2. If you ask leaders at some of the biggest DTC businesses in the world for their keys to success, they will invariably start with brand. Brand is the native language of the new DNVB industry. It is the single biggest differentiator in the fight against entrenched, behemoth companies. Brand is everything for these companies.
Jen Rubio, Away:
Our first step was, we have to brand it. We didn't even have a product. We didn't even know how to make it. But the first thing I did was start working on the branding. (source)
Andy Dunn, Bonobos:
Brand matters. Brands have a soul that is not easy to quantify. The e-commerce stories are flashier at first on the top-line, but the long-run winning strategy may well be DNVB (cult brand monotheism). The e-commerce company is a channel; the DNVB is a brand.
(source)
3. Brand is so important today that it is becoming its own discipline: Brand Experience (BX).
4. You've seen traces of it in the agency world and in some large-scale businesses: Creative Director, Brand Manager, etc. This is just the beginning. I believe that companies will fully embrace brand experience in a formal way, building out entire brand teams across a multitude of functions. Brand Experience is the new Customer Success which was the new Growth Hacker which was the new Marketing Ops. Teams are constantly evolving in new directions, and the latest evolution has led us to BX.
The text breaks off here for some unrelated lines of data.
use std::path::Path;

use daogen_codegen::{
    CustomTypeHandler, DefaultNaming, Diagnostic, DiagnosticSink, GenerateResult, KeyResolver,
    LanguageCodegen, NamingStrategy, PreviewFile, TypeClassifier,
};
use daogen_core::{File, FileRules, GeneratedFile, WriteResult};
use daogen_schema::SchemaDescriptor;
use eyre::Result;

use crate::emit::{
    EmitContext, dao_file, daos_mod, enums_file, root_mod, table_file, tables_mod,
};
use crate::type_mapper::RustTypeMapper;

/// Rust code generator producing entity types and DAOs.
///
/// Output is a module tree meant to be placed inside the application crate:
///
/// ```text
/// mod.rs
/// enums.rs
/// tables/mod.rs
/// tables/<table>.rs
/// daos/mod.rs
/// daos/<table>_dao.rs
/// ```
pub struct Generator<'a> {
    schema: &'a SchemaDescriptor,
    naming: &'a dyn NamingStrategy,
    custom: Option<&'a dyn CustomTypeHandler>,
}

/// Files and diagnostics of one generation run.
#[derive(Debug)]
pub struct Output {
    pub files: Vec<File>,
    pub diagnostics: Vec<Diagnostic>,
}

impl LanguageCodegen for Generator<'_> {
    fn language(&self) -> &'static str {
        "rust"
    }

    fn file_extension(&self) -> &'static str {
        "rs"
    }

    fn preview(&self) -> Vec<PreviewFile> {
        self.render()
            .files
            .iter()
            .map(|file| PreviewFile {
                path: file.path().display().to_string(),
                content: file.render_with_header(),
            })
            .collect()
    }

    fn generate(&self, output_dir: &Path) -> Result<GenerateResult> {
        let output = self.render();
        let mut result = GenerateResult {
            diagnostics: output.diagnostics,
            ..GenerateResult::default()
        };
        for file in &output.files {
            let path = file.path().display().to_string();
            match file.write(output_dir)? {
                WriteResult::Written => result.written.push(path),
                WriteResult::Skipped => result.skipped.push(path),
            }
        }
        Ok(result)
    }
}

impl<'a> Generator<'a> {
    pub fn new(schema: &'a SchemaDescriptor) -> Self {
        Self {
            schema,
            naming: &DefaultNaming,
            custom: None,
        }
    }

    pub fn with_naming(mut self, naming: &'a dyn NamingStrategy) -> Self {
        self.naming = naming;
        self
    }

    /// Let `handler` claim columns before the built-in classification rules.
    pub fn with_custom_handler(mut self, handler: &'a dyn CustomTypeHandler) -> Self {
        self.custom = Some(handler);
        self
    }

    fn context(&self) -> EmitContext<'a> {
        let config = &self.schema.config;
        let mut classifier = TypeClassifier::new(self.schema);
        if let Some(handler) = self.custom {
            classifier = classifier.with_custom_handler(handler);
        }
        EmitContext {
            schema: self.schema,
            config,
            naming: self.naming,
            types: RustTypeMapper::new(self.schema, self.naming),
            classifier,
            keys: KeyResolver::new(config.max_key_degree),
        }
    }

    /// Render every file in descriptor order, collecting diagnostics.
    pub fn render(&self) -> Output {
        let ctx = self.context();
        let mut sink = DiagnosticSink::new();
        let mut files = Vec::new();
        let generated = |path: String, content: String| {
            File::new(path, content).with_rules(FileRules::generated())
        };

        let has_enums = !self.schema.enums.is_empty();
        if has_enums {
            files.push(generated("enums.rs".to_string(), enums_file(&ctx)));
        }

        let plans: Vec<_> = self
            .schema
            .tables
            .iter()
            .map(|table| ctx.plan_table(table, &mut sink))
            .collect();

        for plan in &plans {
            files.push(generated(
                format!("tables/{}.rs", plan.module),
                table_file(&ctx, plan),
            ));
        }

        let mut dao_modules = Vec::new();
        if ctx.config.daos {
            for plan in &plans {
                if let Some(content) = dao_file(&ctx, plan, &mut sink) {
                    files.push(generated(format!("daos/{}.rs", plan.dao_module()), content));
                    dao_modules.push(plan.dao_module());
                }
            }
        }

        let table_modules: Vec<String> = plans.iter().map(|p| p.module.clone()).collect();
        files.push(generated("tables/mod.rs".to_string(), tables_mod(&table_modules)));
        let has_daos = !dao_modules.is_empty();
        if has_daos {
            files.push(generated("daos/mod.rs".to_string(), daos_mod(&dao_modules)));
        }
        files.push(generated("mod.rs".to_string(), root_mod(has_enums, has_daos)));

        Output {
            files,
            diagnostics: sink.into_records(),
        }
    }

    /// Diagnostics a run would record, without keeping the files.
    pub fn diagnostics(&self) -> Vec<Diagnostic> {
        self.render().diagnostics
    }
}
//! Wire mapping of an entity covering every classified column type, written
//! the way the generator emits `from_json` / `to_json`.

use chrono::{TimeZone, Utc};
use daogen_runtime::json::{self, JsonArray, JsonObject, Timestamp};
use daogen_runtime::{EnumLiteral, JsonConvertible};
use serde_json::json;

#[derive(Debug, Clone, Copy, PartialEq, Eq)]
enum Status {
    Active,
    Inactive,
}

impl EnumLiteral for Status {
    const LITERALS: &'static [&'static str] = &["ACTIVE", "INACTIVE"];

    fn literal(&self) -> &'static str {
        match self {
            Status::Active => "ACTIVE",
            Status::Inactive => "INACTIVE",
        }
    }

    fn from_literal(literal: &str) -> Option<Self> {
        match literal {
            "ACTIVE" => Some(Status::Active),
            "INACTIVE" => Some(Status::Inactive),
            _ => None,
        }
    }
}

#[derive(Debug, Clone, Default, PartialEq)]
struct Sample {
    id: Option<i32>,
    small: Option<i16>,
    tiny: Option<i8>,
    big: Option<i64>,
    ratio: Option<f32>,
    score: Option<f64>,
    flag: Option<bool>,
    name: Option<String>,
    data: Option<Vec<u8>>,
    created: Option<Timestamp>,
    status: Option<Status>,
    meta: Option<JsonObject>,
    tags: Option<JsonArray>,
}

impl JsonConvertible for Sample {
    fn from_json(&mut self, json: &JsonObject) -> &mut Self {
        self.id = json::read_i32(json, "id");
        self.small = json::read_i64(json, "small").and_then(|v| i16::try_from(v).ok());
        self.tiny = json::read_i64(json, "tiny").and_then(|v| i8::try_from(v).ok());
        self.big = json::read_i64(json, "big");
        self.ratio = json::read_f32(json, "ratio");
        self.score = json::read_f64(json, "score");
        self.flag = json::read_bool(json, "flag");
        self.name = json::read_string(json, "name");
        self.data = json::read_binary(json, "data");
        self.created = json::read_timestamp(json, "created");
        self.status = json::read_enum::<Status>(json, "status");
        self.meta = json::read_object(json, "meta");
        self.tags = json::read_array(json, "tags");
        self
    }

    fn to_json(&self) -> JsonObject {
        let mut json = JsonObject::new();
        json.insert("id".to_string(), json::Value::from(self.id));
        json.insert("small".to_string(), json::Value::from(self.small));
        json.insert("tiny".to_string(), json::Value::from(self.tiny));
        json.insert("big".to_string(), json::Value::from(self.big));
        json.insert("ratio".to_string(), json::Value::from(self.ratio));
        json.insert("score".to_string(), json::Value::from(self.score));
        json.insert("flag".to_string(), json::Value::from(self.flag));
        json.insert("name".to_string(), json::Value::from(self.name.as_deref()));
        json.insert("data".to_string(), json::binary_value(self.data.as_deref()));
        json.insert("created".to_string(), json::timestamp_value(self.created));
        json.insert("status".to_string(), json::enum_value(self.status));
        json.insert("meta".to_string(), json::object_value(self.meta.as_ref()));
        json.insert("tags".to_string(), json::array_value(self.tags.as_ref()));
        json
    }
}

fn object(value: json::Value) -> JsonObject {
    match value {
        json::Value::Object(map) => map,
        other => panic!("expected an object, got {other}"),
    }
}

fn decode(json: &JsonObject) -> Sample {
    let mut sample = Sample::default();
    sample.from_json(json);
    sample
}

fn populated() -> Sample {
    Sample {
        id: Some(7),
        small: Some(-300),
        tiny: Some(12),
        big: Some(9_000_000_000),
        ratio: Some(0.5),
        score: Some(98.25),
        flag: Some(true),
        name: Some("something".to_string()),
        data: Some(vec![0, 1, 2, 254, 255]),
        created: Some(Utc.with_ymd_and_hms(2024, 5, 1, 12, 30, 0).unwrap()),
        status: Some(Status::Inactive),
        meta: Some(object(json!({"nested": {"a": 1}}))),
        tags: Some(vec![json!("x"), json!(2)]),
    }
}

#[test]
fn test_round_trip_every_type() {
    let original = populated();
    assert_eq!(decode(&original.to_json()), original);
}

#[test]
fn test_nulls_round_trip() {
    let empty = Sample::default();
    let wire = empty.to_json();

    assert_eq!(wire.len(), 13);
    assert!(wire.values().all(json::Value::is_null));
    assert_eq!(decode(&wire), empty);
}

#[test]
fn test_wire_values() {
    let wire = populated().to_json();
    assert_eq!(wire["status"], json!("INACTIVE"));
    assert_eq!(wire["data"], json!("AAEC/v8="));
    assert_eq!(wire["created"], json!("2024-05-01T12:30:00Z"));
    assert_eq!(wire["meta"], json!({"nested": {"a": 1}}));
}

#[test]
fn test_from_json_is_idempotent() {
    let wire = populated().to_json();
    let mut sample = Sample::default();
    sample.from_json(&wire);
    let once = sample.clone();
    sample.from_json(&wire);
    assert_eq!(sample, once);
}

#[test]
fn test_unknown_enum_literal_reads_as_null() {
    let sample = decode(&object(json!({"status": "UNKNOWN_LITERAL"})));
    assert_eq!(sample.status, None);
}

#[test]
fn test_out_of_range_narrowing_reads_as_null() {
    let sample = decode(&object(json!({"small": 70000, "tiny": -129, "id": 1})));
    assert_eq!(sample.small, None);
    assert_eq!(sample.tiny, None);
    assert_eq!(sample.id, Some(1));
}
Brand Experience encompasses roles like:
Social media manager
Community manager
Content producer
Multimedia producer
Data analyst
Brand ops
5. Here's how Brand Experience (BX) works in a nutshell:
Your customer's experience creates data. You use this data to create a better customer experience. That customer experience gives you more data, which you use to improve the experience, and so on, on and on, forever.
The customer experience is made up of four parts:
Quality = super, super high quality with absolutely everything your customer touches, from your website to your social profiles to your packaging to your emails
Consistency = same high quality, same voice and tone. Your brand is like a person with a reputation you can build.
Community = When your audience experiences your brand, they will stick. They stick because of the quality and consistency, because they resonate with you, they see a version of themselves in you or aspire to be like you.
Sales = Eventually, when your audience is ready, they will buy. You'll get better and better at optimizing this sales cycle with the data that you collect.
6. If you want to see the very best brands doing Brand Experience (BX) today, here is a shortlist: Bonobos, Allbirds, Away, William Painter, Ugly Drinks, Society6, MeUndies, Gymshark.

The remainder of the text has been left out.